Fathers of my fathers,
toll with me here
this lonely matin hour
which calls every boat
from shore to shore.
Join me in this song
for ageless sailing
towards her futile,
fructive and famished door.

***

According to "The Voyage of St. Brendan," Brendan burned a book containing stories about the wonders of God's creation out of disbelief. For this reason he is sent on a voyage so as to see with his own eyes certain divine manifestations which earlier he had refused to credit. In this way he is to recover the book by refilling it with the wonders which he witnesses on his voyage. The majority of the phenomena which he comes across are related to man's actions and behaviour in this life and the circumstances consequent upon them in the Afterlife. Brendan encounters souls in hell, heaven and paradise. The astonishing and sometimes frightening experiences restore his belief.

-- Clara Strijbosch, "The Heathen Giant in the Voyage of St. Brendan"


***

In Immram Brain Bran returns from the Otherworld and relates his adventures to the people of Ireland from a boat at the shore.
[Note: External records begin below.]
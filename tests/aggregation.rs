mod common;

use common::*;
use geo::{Area, BoundingRect, MultiPolygon};
use histbeam::combiners::WeightedValue;
use histbeam::memory::{HistoryBuilder, MemoryCellStore};
use histbeam::{
    CombinedIndex, Contribution, ContributionView, OsmType, Snapshot, SnapshotView, Timestamps,
};
use std::collections::BTreeMap;
use std::sync::Arc;

fn regions() -> Vec<(&'static str, MultiPolygon<f64>)> {
    vec![
        ("west", square(7.5, 48.5, 2.0)),
        ("east", square(9.5, 48.5, 3.0)),
        ("north", square(0.0, 60.0, 1.0)),
    ]
}

#[test]
fn custom_keys_with_zerofill() -> anyhow::Result<()> {
    let backend = sequential(Arc::new(town()));
    let amenities = SnapshotView::on(backend)
        .timestamps(Timestamps::single(300))
        .osm_tag("amenity")
        .aggregate_by_with_zerofill(
            |s: &Snapshot| s.entity().tag("amenity").unwrap_or_default().to_string(),
            ["bench", "cafe", "toilets"].map(String::from),
        )
        .count()?;
    let expected: BTreeMap<String, u64> = [("bench", 1), ("cafe", 1), ("toilets", 0)]
        .into_iter()
        .map(|(k, n)| (k.to_string(), n))
        .collect();
    assert_eq!(amenities, expected);
    Ok(())
}

#[test]
fn nested_keys_fill_every_observed_combination() -> anyhow::Result<()> {
    let backend = sequential(Arc::new(town()));
    let query = SnapshotView::on(backend).timestamps(every_hundred());

    let flat = query
        .aggregate_by_timestamp()?
        .aggregate_by(|s: &Snapshot| s.entity().osm_type)
        .count()?;
    assert_eq!(flat.len(), 10);
    let nested = CombinedIndex::nest(flat);
    assert_eq!(nested.len(), 5);
    assert_eq!(nested[&100][&OsmType::Node], 1);
    assert_eq!(nested[&100][&OsmType::Way], 0);
    assert_eq!(nested[&200][&OsmType::Way], 2);
    assert_eq!(nested[&400][&OsmType::Way], 3);

    let by_type = CombinedIndex::nest(
        query
            .aggregate_by(|s: &Snapshot| s.entity().osm_type)
            .aggregate_by_timestamp()?
            .count()?,
    );
    let ways: BTreeMap<i64, u64> = [(100, 0), (200, 2), (300, 2), (400, 3), (500, 3)]
        .into_iter()
        .collect();
    assert_eq!(by_type[&OsmType::Way], ways);
    assert_eq!(by_type[&OsmType::Node].len(), 5);
    Ok(())
}

#[test]
fn regions_are_zero_filled() -> anyhow::Result<()> {
    let backend = sequential(Arc::new(town()));
    let counts = SnapshotView::on(backend)
        .timestamps(Timestamps::single(500))
        .aggregate_by_geometry(regions())?
        .count()?;
    let expected: BTreeMap<&str, u64> = [("east", 3), ("north", 0), ("west", 1)]
        .into_iter()
        .collect();
    assert_eq!(counts, expected);
    Ok(())
}

#[test]
fn regions_and_instants_combine() -> anyhow::Result<()> {
    let backend = sequential(Arc::new(town()));
    let query = SnapshotView::on(backend).timestamps(every_hundred());

    let region_first = query
        .aggregate_by_geometry(regions())?
        .aggregate_by_timestamp()?
        .count()?;
    assert_eq!(region_first.len(), 15);
    assert_eq!(region_first[&CombinedIndex::new("west", 100)], 1);
    assert_eq!(region_first[&CombinedIndex::new("east", 200)], 2);
    assert_eq!(region_first[&CombinedIndex::new("north", 300)], 0);

    let instant_first = query
        .aggregate_by_timestamp()?
        .aggregate_by_geometry(regions())?
        .count()?;
    assert_eq!(instant_first.len(), 15);
    for (key, n) in &region_first {
        let swapped = CombinedIndex::new(key.second, key.first);
        assert_eq!(instant_first[&swapped], *n, "{key:?}");
    }
    Ok(())
}

#[test]
fn areas_crossing_regions_are_clipped() -> anyhow::Result<()> {
    let mut store = MemoryCellStore::default();
    store.insert(
        HistoryBuilder::way(1)
            .line(100, &[("building", "yes")], &ring(1.9, 0.9, 0.2))
            .build(),
    );
    let tiles = vec![("a", square(0.0, 0.0, 2.0)), ("b", square(2.0, 0.0, 2.0))];
    let areas = SnapshotView::on(sequential(Arc::new(store)))
        .timestamps(Timestamps::single(200))
        .aggregate_by_geometry(tiles)?
        .map(|s: &Snapshot| s.geometry().unsigned_area())
        .sum()?;
    assert_eq!(areas.len(), 2);
    for (tile, area) in &areas {
        assert!((area - 0.02).abs() < 1e-9, "{tile}: {area}");
    }
    Ok(())
}

#[test]
fn edits_are_split_by_region() -> anyhow::Result<()> {
    let backend = sequential(Arc::new(town()));
    let counts = ContributionView::on(backend)
        .timestamps(every_hundred())
        .aggregate_by_geometry(regions())?
        .count()?;
    let expected: BTreeMap<&str, u64> = [("east", 4), ("north", 0), ("west", 4)]
        .into_iter()
        .collect();
    assert_eq!(counts, expected);
    Ok(())
}

#[test]
fn a_move_between_regions_shows_up_in_both() -> anyhow::Result<()> {
    let mut store = MemoryCellStore::default();
    store.insert(
        HistoryBuilder::node(5)
            .point(100, &[("amenity", "food_truck")], (8.0, 49.0))
            .point(200, &[("amenity", "food_truck")], (10.0, 49.0))
            .build(),
    );
    let per_region = ContributionView::on(sequential(Arc::new(store)))
        .timestamps(Timestamps::new([100, 300])?)
        .aggregate_by_geometry(regions())?
        .collect()?;
    assert_eq!(per_region["west"].len(), 2);
    assert_eq!(per_region["east"].len(), 1);
    assert!(per_region["north"].is_empty());

    let arrival: &Contribution = &per_region["east"][0];
    assert_eq!(arrival.timestamp(), 200);
    assert!(arrival.geometry_before().is_some_and(|g| g.bounding_rect().is_none()));
    assert!(arrival.geometry_after().is_some_and(|g| g.bounding_rect().is_some()));
    Ok(())
}

#[test]
fn averages_per_key() -> anyhow::Result<()> {
    let backend = sequential(Arc::new(town()));
    let by_type = SnapshotView::on(backend)
        .timestamps(Timestamps::single(500))
        .aggregate_by(|s: &Snapshot| s.entity().osm_type);

    let versions = by_type
        .map(|s: &Snapshot| f64::from(s.entity().version))
        .average()?;
    assert!((versions[&OsmType::Node] - 2.0).abs() < 1e-12);
    assert!((versions[&OsmType::Way] - 4.0 / 3.0).abs() < 1e-12);

    let weighted = by_type
        .map(|s: &Snapshot| WeightedValue::new(s.entity().id as f64, 1.0))
        .weighted_average()?;
    assert!((weighted[&OsmType::Node] - 1.0).abs() < 1e-12);
    assert!((weighted[&OsmType::Way] - 11.0).abs() < 1e-12);
    Ok(())
}

#[test]
fn keyed_streams_carry_their_keys() -> anyhow::Result<()> {
    let backend = sequential(Arc::new(town()));
    let pairs = SnapshotView::on(backend)
        .timestamps(every_hundred())
        .aggregate_by_timestamp()?
        .stream()?
        .collect::<histbeam::Result<Vec<_>>>()?;
    assert_eq!(pairs.len(), 17);
    assert!(pairs.iter().all(|(t, s)| *t == s.timestamp()));
    Ok(())
}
He writes down the poems (which form the bulk of the text) in ogham and then sails off, never to be seen again.

-- Keven Murry, "The Role of the Cuilebad in Immran Snegdgusa"

***

A poem by the bishop king of Cashel, Corma mac Cuilennain, who died in 908AD, contemplates a journey of penance on the sea:

Shall I go, O king of the Mysteries, after my fill of
cushions and music, to turn my face on the shore and my back on my native land?

Shall I cut my hand with every sort of wound on the breast of the wave which wrecks boats? Shall I leave the track of my two knees on the strand by the shore?

Shall I rake my little black curragh over the broad-breasted, glorious ocean? O King of the bright kingdom, shall I go of my own choice upon the sea?

Whether I be strong or poor, or mettlesome so as to be recounted in tales, O Christ, will you help me when it comes to going upon the wild sea?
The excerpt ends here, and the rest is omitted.